Il buon rapporto con la Cina vale a maggior ragione per la Cambogia, ancora alle prese con la lunga ricostruzione che segue la dittatura sanguinaria dei Khmer rossi di Pol Pot, sostenuti da Pechino. Il turismo ha grandi margini di sviluppo per sostenere un’economia che si basa sul dollaro statunitense, con la valuta locale (riel) usata soltanto per dare il resto su valori al di sotto della banconota da un dollaro. Per adesso la Cambogia ha dichiarato un solo caso di Coronavirus ma anche Siem Reap, la città che ospita l’area archeologica monumentale di Angkor Wat, una delle dieci più importanti del mondo, sta assistendo alla ritirata dei visitatori cinesi.
Le guide che parlano mandarino o cantonese non trovano clienti nei dintorni della biglietteria che si apre su 400 chilometri quadrati di giungla dove tremila templi bramanico-buddisti sono stati costruiti dagli imperatori della dinastia khmer a partire dal dodicesimo secolo. Per i turisti, fra i quali molti francesi legati ai ricordi dell’Indocina e ai libri di Marguerite Duras e André Malraux, c’è anche lo spazio di una vita notturna meno scandalosa che in Thailandia ma molto vivace lungo le rive del fiume che taglia in due Siem Reap.

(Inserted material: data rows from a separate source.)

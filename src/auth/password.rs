use argon2::password_hash::rand_core::OsRng;
use argon2::{
    password_hash::{PasswordHash, PasswordHasher, PasswordVerifier, SaltString},
    Argon2,
};

use crate::errors::ServiceError;

/// Hashes a password with argon2id and a random salt.
pub fn hash_password(password: &str) -> Result<String, ServiceError> {
    let salt = SaltString::generate(&mut OsRng);
    Argon2::default()
        .hash_password(password.as_bytes(), &salt)
        .map(|hash| hash.to_string())
        .map_err(|e| ServiceError::HashError(e.to_string()))
}

/// Verifies a password against a stored PHC hash. A malformed hash counts as a mismatch.
pub fn verify_password(password: &str, hash: &str) -> bool {
    match PasswordHash::new(hash) {
        Ok(parsed) => Argon2::default()
            .verify_password(password.as_bytes(), &parsed)
            .is_ok(),
        Err(_) => false,
    }
}

#[cfg(test)]
mod tests {
    use super::*;

    #[test]
    fn hash_and_verify() {
        let hash = hash_password("rahasia-123").unwrap();
        assert!(hash.starts_with("$argon2"));
        assert!(verify_password("rahasia-123", &hash));
        assert!(!verify_password("rahasia-124", &hash));
    }

    #[test]
    fn malformed_hash_never_matches() {
        assert!(!verify_password("anything", "not-a-phc-string"));
    }
}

Gli alberghi dell’antica capitale sono stati costretti a rivedere al ribasso le offerte della stagione secca. Tiene duro su prezzi alla portata di pochi il rinnovato Raffles locale. Costruito nel 1932 sulla falsariga del più famoso Raffles di Singapore e piazzato a pochi passi dal museo archeologico nazionale sullo stradone intitolato al generale De Gaulle, l’albergo offre camere doppie per non meno di 400 dollari contro i 50-60 di un ottimo quattro stelle. Il capo dei Khmer rossi Pol Pot, studente a Parigi e ammiratore di Robespierre e Jean-Paul Sartre prima di darsi al genocidio, lo aveva chiuso in quanto simbolo dello sfruttamento coloniale. Da ottobre l’hotel, controllato dalla catena Accor, ha riaperto dopo lavori di ristrutturazione e il concierge è fiero di mostrare i risultati al visitatore italiano, a partire da un impressionante ascensore in tek restaurato. Nella parte sul retro c’è una grande piscina dove una volta si tenevano gli elefanti a disposizione dei turisti per fare il giro dei templi. Tutto è molto lussuoso, molto grande, piuttosto vuoto. La grande ritirata cinese è in corso anche qui e i guidatori di tuk-tuk, i mototaxi che hanno sostituito gli elefanti, si ammassano ai lati della strada nell’attesa inutile di clienti.
Anche per i bianchi è l’ora di tornare. All’alba di lunedì 10 febbraio fra gli italiani a bordo del volo diretto Thai da Bangkok su Malpensa ci sono sicuramente molte più mascherine che all’andata, quando la vacanza era ancora libera di ansie e nessuno si copriva la faccia. All’uscita dell’aereo i passeggeri finiscono in coda per il controllo della temperatura. Alcuni trattengono i colpi di tosse dovuti all’aria condizionata micidiale degli hotel tailandesi. Una signora toscana commenta: «Quindi con 37,1° ti si portano via?»
Non portano via nessuno perché tutti superano il test, per quel che serve. Ci sono già stati casi di Coronavirus asintomatici. Solo una ragazza, dopo essersi esposta con successo al termometro digitale, esita. Torna indietro e dice all’operatore sanitario: «Vengo da Bangkok ma prima sono stata dieci giorni in Cina». L’incaricato è preso alla sprovvista. Risponde senza convinzione: «Mettiti qui da parte. Poi ti guardo».